Rakshith Chakravarthy HY1*, Vilasagarapu Trilok2, and Eshwar Patel K3

1*Department of orthopaedics, MVJ Medical College, Bangalore, India

2Sri Bhavani Hospital, Vijayawada

3Chandra Mangal Hospital, Jodhpur

*Corresponding author: Rakshith Chakravarthy HY, Department of orthopaedics, MVJ Medical College, Bangalore, India

Citation: Chakravarthy HYR. (2023) All Inside Meniscal Repair- A Prospective Study. J Orthop Study Sports Med.1(1):1-6.

Received: December 13, 2023 | Published: December 29, 2023

Copyright© 2023 by Chakravarthy HYR. All rights reserved. This is an open access article distributed under the terms of the Creative Commons Attribution License, which permits unrestricted use, distribution, and reproduction in any medium, provided the original author and source are credited.

Abstract

Introduction

The meniscus plays a pivotal role in the proper functioning of the knee joint. Presently, meniscal repair has emerged as the foremost treatment for meniscal tear. Arthroscopic meniscal repair has garnered popularity due to its relatively shorter operation time, smaller incision, and enhanced accessibility to the tear portion, which is comparatively challenging during open surgery. Among the three widely utilized arthroscopic techniques, namely inside-out, outside-in, and all-inside, the objective of this prospective study was to assess the outcomes of arthroscopic meniscal repair by employing the FasT-Fix repair system.

Methodology

Between 2017 and 2019, a total of 40 patients with a mean age of 34.2 years underwent meniscal repairs utilizing the FasT-Fix meniscal repair system. patients were followed up for 24 months. The tears in all cases were longitudinal in nature and were located within the red/red or red/white zone. Clinical assessments were conducted with the goal of evaluating the absence of joint-line tenderness, and a negative McMurray test. The Lysholm score was utilized as part of the clinical evaluation process. Additionally, all patients underwent preoperative magnetic resonance imaging to further evaluate their condition.

Results

The study's average follow-up duration was 24 months, patients were assessed using the lysholm score preoperatively and at 12 and 24 months postoperatively. during which 2 out of 40 repaired menisci were deemed failures based on our criteria. Thus, the success rate stood at 95%. Following the surgery, most patients encountered no limitations in sports activities. Moreover, the mean Lysholm significantly improved from 42.3 preoperatively to 88.4 at 12 months and 91 at 24 months postoperatively (P < .001). Furthermore, 30 patients achieved excellent or good results according to the Lysholm knee score.

Conclusion

In conclusion, our findings illustrate that arthroscopic meniscal repair utilizing the FasT-Fix repair system produced a high rate of meniscus healing, and proved to be safe and effective for this specific cohort of patients.

Keywords

Arthroscopic; Posterior lateral incisions; Meniscal tears; Knee joint

Introduction

Meniscal resection is a frequently performed procedure compared to repair, however, in recent times, there has been a shift towards meniscal preservation and repair [1]. The meniscus is capable of enduring diverse forces such as tension, shear, and compression, and it plays a vital role in load-bearing, load transmission, and shock absorption. An up to 20% decrease in the contact area of a tibiofemoral joint surface may occur after a partial meniscectomy, and a 50-70% decrease could result from a total meniscectomy. Consequently, the escalation of contact stresses leads to the progression of degenerative arthritis after meniscectomy [2]. The onset of arthritis following meniscal resection surgery may require 10-15 years for a medial meniscus, while it could take as little as 2 years for a lateral meniscus [3].

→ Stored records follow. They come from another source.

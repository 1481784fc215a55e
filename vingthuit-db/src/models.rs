use std::fmt;

/// Somme des trois premiers codes : 0 à 27. Le seuil "grand" est 14,
/// soit le milieu arrondi au supérieur.
pub const HIGH_THRESHOLD: u16 = 14;

#[derive(Debug, Clone, Copy, PartialEq, Eq, Hash)]
pub enum Magnitude {
    High,
    Low,
}

impl Magnitude {
    pub fn opposite(self) -> Self {
        match self {
            Magnitude::High => Magnitude::Low,
            Magnitude::Low => Magnitude::High,
        }
    }
}

impl fmt::Display for Magnitude {
    fn fmt(&self, f: &mut fmt::Formatter<'_>) -> fmt::Result {
        match self {
            Magnitude::High => write!(f, "high"),
            Magnitude::Low => write!(f, "low"),
        }
    }
}

#[derive(Debug, Clone, Copy, PartialEq, Eq, Hash)]
pub enum Parity {
    Odd,
    Even,
}

impl Parity {
    pub fn opposite(self) -> Self {
        match self {
            Parity::Odd => Parity::Even,
            Parity::Even => Parity::Odd,
        }
    }
}

impl fmt::Display for Parity {
    fn fmt(&self, f: &mut fmt::Formatter<'_>) -> fmt::Result {
        match self {
            Parity::Odd => write!(f, "odd"),
            Parity::Even => write!(f, "even"),
        }
    }
}

/// Combinaison sur les deux axes, affichée `high-odd`, `low-even`, etc.
#[derive(Debug, Clone, Copy, PartialEq, Eq, Hash)]
pub struct Combo {
    pub magnitude: Magnitude,
    pub parity: Parity,
}

impl Combo {
    pub fn new(magnitude: Magnitude, parity: Parity) -> Self {
        Self { magnitude, parity }
    }

    /// L'opposé exact sur les deux axes.
    pub fn opposite(self) -> Self {
        Self::new(self.magnitude.opposite(), self.parity.opposite())
    }

    pub fn parse(s: &str) -> Option<Combo> {
        let (left, right) = s.trim().split_once('-')?;
        let magnitude = match left {
            "high" => Magnitude::High,
            "low" => Magnitude::Low,
            _ => return None,
        };
        let parity = match right {
            "odd" => Parity::Odd,
            "even" => Parity::Even,
            _ => return None,
        };
        Some(Combo::new(magnitude, parity))
    }
}

impl fmt::Display for Combo {
    fn fmt(&self, f: &mut fmt::Formatter<'_>) -> fmt::Result {
        write!(f, "{}-{}", self.magnitude, self.parity)
    }
}

/// Classe la somme des trois premiers codes d'un tirage. Totale : aucun cas d'erreur.
pub fn classify(c1: u8, c2: u8, c3: u8) -> Combo {
    let sum = c1 as u16 + c2 as u16 + c3 as u16;
    Combo::new(
        if sum >= HIGH_THRESHOLD {
            Magnitude::High
        } else {
            Magnitude::Low
        },
        if sum % 2 == 1 { Parity::Odd } else { Parity::Even },
    )
}

/// Résultat rétrospectif d'une prédiction : au moins un axe juste = `Hit`.
#[derive(Debug, Clone, Copy, PartialEq, Eq)]
pub enum Verdict {
    Hit,
    Miss,
}

impl Verdict {
    pub fn as_str(self) -> &'static str {
        match self {
            Verdict::Hit => "hit",
            Verdict::Miss => "miss",
        }
    }

    pub fn parse(s: &str) -> Option<Verdict> {
        match s {
            "hit" => Some(Verdict::Hit),
            "miss" => Some(Verdict::Miss),
            _ => None,
        }
    }
}

impl fmt::Display for Verdict {
    fn fmt(&self, f: &mut fmt::Formatter<'_>) -> fmt::Result {
        write!(f, "{}", self.as_str())
    }
}

/// Sources de prédiction suivies par le moteur.
#[derive(Debug, Clone, Copy, PartialEq, Eq, Hash)]
pub enum Source {
    /// Règle locale "référence" (dérivée de la période précédente).
    Reference,
    /// Tableau tiers "groupe à éliminer".
    KillGroup,
    /// Complétion DeepSeek.
    Ai,
}

impl Source {
    pub fn as_str(self) -> &'static str {
        match self {
            Source::Reference => "reference",
            Source::KillGroup => "killgroup",
            Source::Ai => "ai",
        }
    }
}

/// Une période terminée telle que servie par le site : identifiant textuel,
/// jusqu'à dix codes (seuls les trois premiers sont significatifs) et heure
/// d'ouverture. Moins de trois codes = période inexploitable, exclue de
/// toute classification, prédiction ou scoring.
#[derive(Debug, Clone, PartialEq, Eq)]
pub struct DrawRecord {
    pub section: String,
    pub codes: Vec<u8>,
    pub open_time: String,
}

impl DrawRecord {
    pub fn has_codes(&self) -> bool {
        self.codes.len() >= 3
    }

    pub fn sum(&self) -> Option<u16> {
        if !self.has_codes() {
            return None;
        }
        Some(self.codes[0] as u16 + self.codes[1] as u16 + self.codes[2] as u16)
    }

    pub fn outcome(&self) -> Option<Combo> {
        if !self.has_codes() {
            return None;
        }
        Some(classify(self.codes[0], self.codes[1], self.codes[2]))
    }

    pub fn next_section(&self) -> Option<String> {
        next_section(&self.section)
    }
}

/// Période suivante = période + 1. None quand l'identifiant n'est pas
/// numérique ; jamais d'erreur propagée.
pub fn next_section(section: &str) -> Option<String> {
    section
        .trim()
        .parse::<i64>()
        .ok()
        .map(|n| (n + 1).to_string())
}
use vingthuit_db::models::{DrawRecord, Magnitude, Parity};

/// Répartition des catégories sur une fenêtre d'historique. `total` compte
/// toutes les périodes, les compteurs par axe seulement celles qui ont au
/// moins trois codes.
#[derive(Debug, Clone, Copy, Default, PartialEq, Eq)]
pub struct OutcomeCounts {
    pub total: usize,
    pub high: usize,
    pub low: usize,
    pub odd: usize,
    pub even: usize,
}

pub fn count_outcomes(records: &[DrawRecord]) -> OutcomeCounts {
    let mut counts = OutcomeCounts {
        total: records.len(),
        ..Default::default()
    };
    for record in records {
        if let Some(outcome) = record.outcome() {
            match outcome.magnitude {
                Magnitude::High => counts.high += 1,
                Magnitude::Low => counts.low += 1,
            }
            match outcome.parity {
                Parity::Odd => counts.odd += 1,
                Parity::Even => counts.even += 1,
            }
        }
    }
    counts
}

/// Séries en cours : combien de périodes consécutives, en partant de la plus
/// récente, partagent la même grandeur (resp. la même parité).
#[derive(Debug, Clone, Copy, PartialEq, Eq)]
pub struct StreakSummary {
    pub magnitude: Magnitude,
    pub magnitude_run: usize,
    pub parity: Parity,
    pub parity_run: usize,
}

/// Historique du plus récent au plus ancien. None quand la dernière période
/// est inexploitable.
pub fn current_streaks(records: &[DrawRecord]) -> Option<StreakSummary> {
    let latest = records.first()?.outcome()?;

    let mut magnitude_run = 0;
    for record in records {
        match record.outcome() {
            Some(outcome) if outcome.magnitude == latest.magnitude => magnitude_run += 1,
            _ => break,
        }
    }

    let mut parity_run = 0;
    for record in records {
        match record.outcome() {
            Some(outcome) if outcome.parity == latest.parity => parity_run += 1,
            _ => break,
        }
    }

    Some(StreakSummary {
        magnitude: latest.magnitude,
        magnitude_run,
        parity: latest.parity,
        parity_run,
    })
}

#[cfg(test)]
mod tests {
    use super::*;

    fn record(section: &str, codes: &[u8]) -> DrawRecord {
        DrawRecord {
            section: section.to_string(),
            codes: codes.to_vec(),
            open_time: String::new(),
        }
    }

    #[test]
    fn test_count_outcomes() {
        let records = vec![
            record("3303", &[9, 9, 9]), // high-odd
            record("3302", &[5, 9, 0]), // high-even
            record("3301", &[1, 1, 1]), // low-odd
            record("3300", &[1, 2]),    // inexploitable
        ];
        let counts = count_outcomes(&records);
        assert_eq!(counts.total, 4);
        assert_eq!(counts.high, 2);
        assert_eq!(counts.low, 1);
        assert_eq!(counts.odd, 2);
        assert_eq!(counts.even, 1);
    }

    #[test]
    fn test_current_streaks() {
        // Du plus récent au plus ancien : high-odd, high-even, low-odd.
        let records = vec![
            record("3303", &[9, 9, 9]),
            record("3302", &[5, 9, 0]),
            record("3301", &[1, 1, 1]),
        ];
        let streaks = current_streaks(&records).unwrap();
        assert_eq!(streaks.magnitude, Magnitude::High);
        assert_eq!(streaks.magnitude_run, 2);
        assert_eq!(streaks.parity, Parity::Odd);
        assert_eq!(streaks.parity_run, 1);
    }

    #[test]
    fn test_current_streaks_broken_by_insufficient() {
        let records = vec![
            record("3303", &[9, 9, 9]),
            record("3302", &[1]),
            record("3301", &[9, 9, 8]),
        ];
        let streaks = current_streaks(&records).unwrap();
        assert_eq!(streaks.magnitude_run, 1);
        assert_eq!(streaks.parity_run, 1);
    }

    #[test]
    fn test_current_streaks_unusable_latest() {
        assert!(current_streaks(&[record("3303", &[1])]).is_none());
        assert!(current_streaks(&[]).is_none());
    }
}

Due to the potential peril of neurovascular damage, particularly to the saphenous nerve in medial repairs and peroneal nerve in lateral repairs, as well as the prolonged operating time and the requirement for additional posterior medial and posterior lateral incisions, all-inside meniscal repair instruments have been developed. The initial of these all-inside devices were bioabsorbable implants in tack and arrow configurations. The benefits of these devices were believed to be associated with their user-friendliness, versatility in accommodating numerous tear patterns, shortened surgical duration, and decreased surgical complications. However, with the increasing employment of these implants, there emerged numerous reports of complications associated with their use. [4,5]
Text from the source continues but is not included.